This chart describes the variation of swells directed at Norderney over a normal September. It is based on 1677 NWW3 model predictions since 2006 (values every 3 hours). The wave model does not forecast wind and surf right at the coastline so we have chosen the optimum grid node based on what we know about Norderney. In this particular case the best grid node is 33 km away (21 miles).
The rose diagram illustrates the distribution of swell sizes and swell direction, while the graph at the bottom shows the same thing but lacks direction information. Five colours show increasing wave sizes. The smallest swells, less than 0.5m (1.5 feet), high are coloured blue. These occurred only 50% of the time.
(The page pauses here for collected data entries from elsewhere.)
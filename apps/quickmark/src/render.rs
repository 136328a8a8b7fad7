use tokio::io::{AsyncWrite, AsyncWriteExt};

use qm_search::{Item, Publication, View};

pub async fn prompt<W>(out: &mut W) -> std::io::Result<()>
where
	W: AsyncWrite + Unpin,
{
	write_text(out, &View::PromptForInput.status_line()).await
}

pub async fn publication<W>(out: &mut W, publication: &Publication) -> std::io::Result<()>
where
	W: AsyncWrite + Unpin,
{
	let mut text = format!("[{}] {}\n", publication.version, publication.view.status_line());

	for (rank, item) in publication.view.rows().iter().enumerate() {
		text.push_str(&format_item(rank + 1, item));
	}

	write_text(out, text.trim_end()).await
}

fn format_item(rank: usize, item: &Item) -> String {
	let mut text = format!("  {rank:>3}. {}\n", item.title);

	if !item.url.is_empty() {
		text.push_str(&format!("       {}\n", item.url));
	}
	if !item.description.is_empty() {
		text.push_str(&format!("       {}\n", item.description));
	}

	let mut meta: Vec<String> = item.tags.iter().map(|tag| format!("#{tag}")).collect();

	if !item.collection_name.is_empty() {
		meta.push(format!("[{}]", item.collection_name));
	}
	if !meta.is_empty() {
		text.push_str(&format!("       {}\n", meta.join(" ")));
	}

	text
}

async fn write_text<W>(out: &mut W, text: &str) -> std::io::Result<()>
where
	W: AsyncWrite + Unpin,
{
	out.write_all(text.as_bytes()).await?;
	out.write_all(b"\n").await?;
	out.flush().await
}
Green and yellow represent increasing swell sizes and red represents the highest swells, greater than >3m (>10ft). In either graph, the area of any colour is proportional to how frequently that size swell occurs.
The diagram suggests that the dominant swell direction, shown by the largest spokes, was NW, whereas the the dominant wind blows from the WSW. Because the wave model grid is away from the coast, sometimes a strong offshore wind blows largest waves away from Norderney and out to sea. We lump these in with the no surf category of the bar chart. To simplify things we don't show these in the rose plot. Because wind determines whether or not waves are surfable at Norderney, you can select a similar diagram that shows only the swells that were expected to coincide with glassy or offshore wind conditions. During a typical September, swells large enough to cause good for surfing waves at Norderney run for about 50% of the time.
IMPORTANT: Beta version feature! Swell heights are open water values from NWW3. There is no attempt to model near-shore effects. Coastal wave heights will generally be less, especially if the break does not have unobstructed exposure to the open ocean.